En cambio, la apuesta por la razón –expresión con la que Karl Popper caracterizaba a la sociedad occidental– implica la construcción de un sistema democrático según el cual los conflictos humanos (y entre humanos) se resuelven apelando a ciertos criterios que, en última instancia, nos parecen valiosos. He ahí, a mi juicio, la especificidad de la filosofía como rasgo eminentemente humano; si el ser humano es, como alguna vez indicó Aristóteles, un animal con lenguaje, es la palabra –y su correlato en el plano comunitario, el diálogo– la piedra de toque que nos permite diferenciarnos del resto de entes vivos, tanto del reino animal como vegetal.
A la vista de lo anterior, una pregunta aparece con vigorosa intensidad en nuestros días, inquiriéndonos acerca del estado de salud de las razones. No parece, a poco que se eche una ojeada superficial por el devenir de los acontecimientos mundiales, que las razones sean hoy el plato favorito de los comensales políticos o sociales; es más, están en franco declive. Quizá nunca antes en la historia disponíamos de un arsenal tan infrautilizado de razones como en la actualidad, donde impera eso que algunos llaman “posverdad”, que no es sino la actitud –individual y grupal– que subordina las razones –en rigor, la verdad– a las creencias emocionales.
Sí, nuestro tiempo –si es que es lícito hablar en estos términos– tiene una característica singularísima que la diferencia de toda otra época histórica: el absoluto descrédito de la verdad, a la que las razones conducen cuando son debidamente escuchadas. Quien pretenda buscar la verdad en esta era de relativismos a la carta, se le acusará de innumerables delitos, se le castigará públicamente y, finalmente, será condenado al paredón de la red social. Todo ello porque el privilegio de la masa consiste, hoy, en poder opinar sin consecuencias, en poder opinar sin tener que esforzarse. Así, curiosamente, el disidente –cabría decir, el antisistema– es hoy aquel que investiga con demora, que no se deja atraer por el canto de las sirenas del reconocimiento público; rebelarse hoy consiste en pausar el ritmo vertiginoso de las cosas para que la verdad descienda desde el mundo de las ideas, se acerque y nos susurre al oído.
Pero claro, para ello hay que dar razones, construirlas, someterlas a la luz de la crítica y la contrastación empírica, en definitiva, exponerlas a la refutación o, en otras palabras, a la posibilidad de su mentira.
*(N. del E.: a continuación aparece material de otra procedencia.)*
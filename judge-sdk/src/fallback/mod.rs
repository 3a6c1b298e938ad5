//! Provider fallback coordination
//!
//! The coordinator walks providers in priority order. Each attempt is gated by
//! the provider's circuit breaker, bounded by the timeout guard and followed by
//! a retry decision. When nothing answers it falls back to the degraded cache,
//! and failing that to an explicit "unavailable" response. It never makes up
//! a reply.

pub mod cache;

pub use cache::{DegradedCache, MemoryCache};

use std::collections::hash_map::DefaultHasher;
use std::fmt;
use std::hash::{Hash, Hasher};
use std::sync::Arc;
use std::time::Duration;

use serde::Serialize;
use tokio_util::sync::CancellationToken;
use tracing::{debug, info, warn};

use crate::config::JudgeConfig;
use crate::core::{JudgeProvider, JudgeRequest, RawReply};
use crate::error::{JudgeError, Result};
use crate::resilience::{
    run_with_timeout, CallOutcome, CircuitBreakerConfig, CircuitState, Clock, GuardError,
    ProviderBreaker, ProviderHealth, RetryDecision, RetryPolicy,
};
use crate::services::build_provider;

/// Where a response came from
#[derive(Debug, Clone, PartialEq, Eq, Serialize)]
pub enum ServedBy {
    /// A live provider, by name
    Provider(String),
    /// Replayed from the degraded cache
    Cache,
    /// Nothing could serve the request
    None,
}

impl fmt::Display for ServedBy {
    fn fmt(&self, f: &mut fmt::Formatter<'_>) -> fmt::Result {
        match self {
            ServedBy::Provider(name) => write!(f, "{}", name),
            ServedBy::Cache => write!(f, "cache"),
            ServedBy::None => write!(f, "none"),
        }
    }
}

/// Result of a coordinated call
#[derive(Debug, Clone, PartialEq)]
pub struct FallbackResponse<T> {
    /// `None` only for the unavailable placeholder
    pub payload: Option<T>,
    pub served_by: ServedBy,
    /// 1.0 for live replies, the degraded factor for cache replays, 0 when unavailable
    pub confidence: f64,
    pub degraded: bool,
}

impl<T> FallbackResponse<T> {
    /// Placeholder for "no provider and no cache could serve this"
    pub fn unavailable() -> Self {
        Self {
            payload: None,
            served_by: ServedBy::None,
            confidence: 0.0,
            degraded: true,
        }
    }

    pub fn is_unavailable(&self) -> bool {
        self.payload.is_none()
    }
}

/// A provider together with its breaker
#[derive(Clone)]
pub struct ProviderEntry {
    pub name: String,
    pub provider: Arc<dyn JudgeProvider>,
    pub breaker: Arc<ProviderBreaker>,
}

impl fmt::Debug for ProviderEntry {
    fn fmt(&self, f: &mut fmt::Formatter<'_>) -> fmt::Result {
        f.debug_struct("ProviderEntry")
            .field("name", &self.name)
            .field("state", &self.breaker.state())
            .finish()
    }
}

/// Stable key for caching the reply to `request` within this process
pub fn cache_key(request: &JudgeRequest) -> String {
    let mut hasher = DefaultHasher::new();
    for message in &request.messages {
        message.role.hash(&mut hasher);
        message.content.hash(&mut hasher);
    }
    request.parameters.model.hash(&mut hasher);
    request.parameters.max_tokens.hash(&mut hasher);
    request.parameters.temperature.to_bits().hash(&mut hasher);
    format!("{:016x}", hasher.finish())
}

/// Routes judge calls across providers with retry, breaking and degradation
pub struct FallbackCoordinator {
    providers: Vec<ProviderEntry>,
    retry: RetryPolicy,
    breaker_config: CircuitBreakerConfig,
    request_timeout: Duration,
    clock: Arc<dyn Clock>,
    cache: Option<Arc<dyn DegradedCache>>,
    cache_ttl: Duration,
    degraded_confidence: f64,
}

impl fmt::Debug for FallbackCoordinator {
    fn fmt(&self, f: &mut fmt::Formatter<'_>) -> fmt::Result {
        f.debug_struct("FallbackCoordinator")
            .field("providers", &self.providers)
            .field("retry", &self.retry)
            .field("breaker_config", &self.breaker_config)
            .field("request_timeout", &self.request_timeout)
            .field("cache", &self.cache.is_some())
            .field("degraded_confidence", &self.degraded_confidence)
            .finish()
    }
}

impl FallbackCoordinator {
    /// Create a coordinator with no providers yet
    pub fn new(
        retry: RetryPolicy,
        breaker_config: CircuitBreakerConfig,
        request_timeout: Duration,
        clock: Arc<dyn Clock>,
    ) -> Self {
        Self {
            providers: Vec::new(),
            retry,
            breaker_config,
            request_timeout,
            clock,
            cache: None,
            cache_ttl: Duration::from_secs(3600),
            degraded_confidence: 0.5,
        }
    }

    /// Build every configured provider, in priority order
    pub fn from_config(config: &JudgeConfig, clock: Arc<dyn Clock>) -> Result<Self> {
        let mut coordinator = Self::new(
            RetryPolicy::new(config.retry.clone()),
            config.breaker.clone(),
            config.request_timeout,
            Arc::clone(&clock),
        )
        .with_degraded_confidence(config.degraded_confidence);

        for provider_config in &config.providers {
            let name = provider_config.name.clone();
            coordinator = coordinator.with_provider(name, build_provider(provider_config.clone())?);
        }

        if config.cache_enabled {
            coordinator = coordinator.with_cache(
                Arc::new(MemoryCache::with_clock(1000, Arc::clone(&clock))),
                config.cache_ttl,
            );
        }

        Ok(coordinator)
    }

    /// Append a provider at the lowest priority
    pub fn with_provider(mut self, name: impl Into<String>, provider: Arc<dyn JudgeProvider>) -> Self {
        let name = name.into();
        let breaker = Arc::new(ProviderBreaker::new(
            name.clone(),
            self.breaker_config.clone(),
            Arc::clone(&self.clock),
        ));
        self.providers.push(ProviderEntry {
            name,
            provider,
            breaker,
        });
        self
    }

    /// Keep successful replies for degraded replay
    pub fn with_cache(mut self, cache: Arc<dyn DegradedCache>, ttl: Duration) -> Self {
        self.cache = Some(cache);
        self.cache_ttl = ttl;
        self
    }

    pub fn with_degraded_confidence(mut self, confidence: f64) -> Self {
        self.degraded_confidence = confidence.clamp(0.0, 1.0);
        self
    }

    pub fn degraded_confidence(&self) -> f64 {
        self.degraded_confidence
    }

    /// Provider names in priority order
    pub fn provider_names(&self) -> Vec<String> {
        self.providers.iter().map(|entry| entry.name.clone()).collect()
    }

    /// Snapshot of every provider's breaker
    pub fn health(&self) -> Vec<ProviderHealth> {
        self.providers
            .iter()
            .map(|entry| entry.breaker.health())
            .collect()
    }

    /// Serve `request` from the first provider that can, else degrade
    ///
    /// Fatal provider failures and cancellation are returned as errors; every
    /// other failure is absorbed into retries, failover or degradation.
    pub async fn execute(
        &self,
        request: JudgeRequest,
        cache_key: &str,
        cancel: &CancellationToken,
    ) -> Result<FallbackResponse<RawReply>> {
        for entry in &self.providers {
            if let Some(reply) = self.try_provider(entry, &request, cancel).await? {
                self.remember(cache_key, &reply).await;
                return Ok(FallbackResponse {
                    served_by: ServedBy::Provider(entry.name.clone()),
                    payload: Some(reply),
                    confidence: 1.0,
                    degraded: false,
                });
            }
        }

        Ok(self.degrade(cache_key).await)
    }

    /// Run attempts against one provider until it answers or gives up
    async fn try_provider(
        &self,
        entry: &ProviderEntry,
        request: &JudgeRequest,
        cancel: &CancellationToken,
    ) -> Result<Option<RawReply>> {
        let mut attempt: u32 = 0;

        loop {
            if cancel.is_cancelled() {
                return Err(JudgeError::Cancelled);
            }

            let permit = match entry.breaker.try_acquire() {
                Some(permit) => permit,
                None => {
                    debug!(provider = %entry.name, "Provider unavailable, trying next");
                    return Ok(None);
                }
            };

            let provider = Arc::clone(&entry.provider);
            let call = request.clone();
            let outcome = run_with_timeout(
                async move { provider.invoke(call).await },
                self.request_timeout,
                cancel,
                self.clock.as_ref(),
            )
            .await;

            let err = match outcome {
                Ok(reply) => {
                    permit.record(CallOutcome::Success);
                    debug!(provider = %entry.name, attempt, "Provider call succeeded");
                    return Ok(Some(reply));
                }
                Err(GuardError::Cancelled) => {
                    permit.record(CallOutcome::Ignored);
                    return Err(JudgeError::Cancelled);
                }
                Err(GuardError::Failed(err)) => err,
            };

            let kind = err.kind();
            permit.record(if kind.trips_breaker() {
                CallOutcome::Failure
            } else {
                CallOutcome::Ignored
            });
            warn!(provider = %entry.name, attempt, kind = %kind, error = %err, "Provider call failed");

            if kind.is_fatal() {
                return Err(JudgeError::fatal(kind, entry.name.clone(), &err));
            }

            if entry.breaker.state() == CircuitState::Open {
                info!(provider = %entry.name, attempts = attempt + 1, "Circuit opened, failing over");
                return Ok(None);
            }

            match self.retry.next_delay_for(&err, attempt) {
                RetryDecision::Retry(delay) => {
                    debug!(
                        provider = %entry.name,
                        attempt,
                        delay_ms = delay.as_millis() as u64,
                        "Backing off before retry"
                    );
                    tokio::select! {
                        _ = self.clock.sleep(delay) => {}
                        _ = cancel.cancelled() => return Err(JudgeError::Cancelled),
                    }
                    attempt += 1;
                }
                RetryDecision::Stop => {
                    info!(provider = %entry.name, attempts = attempt + 1, "Retries exhausted, failing over");
                    return Ok(None);
                }
            }
        }
    }

    async fn remember(&self, cache_key: &str, reply: &RawReply) {
        let Some(cache) = &self.cache else {
            return;
        };
        match serde_json::to_string(reply) {
            Ok(value) => cache.put(cache_key.to_string(), value, self.cache_ttl).await,
            Err(e) => warn!(error = %e, "Failed to serialise reply for degraded cache"),
        }
    }

    async fn degrade(&self, cache_key: &str) -> FallbackResponse<RawReply> {
        let cached = match &self.cache {
            Some(cache) => cache.get(cache_key).await,
            None => None,
        };

        match cached {
            Some(value) => {
                let reply = serde_json::from_str::<RawReply>(&value)
                    .unwrap_or_else(|_| RawReply::new(value, "cache"));
                warn!(original_provider = %reply.provider, "All providers unavailable, serving cached reply");
                FallbackResponse {
                    payload: Some(reply),
                    served_by: ServedBy::Cache,
                    confidence: self.degraded_confidence,
                    degraded: true,
                }
            }
            None => {
                warn!(providers = ?self.provider_names(), "All providers unavailable and nothing cached");
                FallbackResponse::unavailable()
            }
        }
    }

    /// Release every provider
    pub async fn close(&self) {
        for entry in &self.providers {
            entry.provider.close().await;
        }
    }
}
Sin embargo, no es fácil sentirse refutado –desengañado– en un mundo virtual en el que el único crédito que satisface nuestro ego más primigenio es el de aparentar ser algo (listos, guapos, adinerados) que no sabemos a ciencia cierta si lo somos o no. Debido a ello, las razones están clamando por volver al lugar del que nunca debieron irse; entronizarlas como las únicas amigas capaces de acompañarnos en este mundo, el mundo humano, que no entiende de razones y que, paradójicamente, solo con ellas es capaz de tener algún sentido.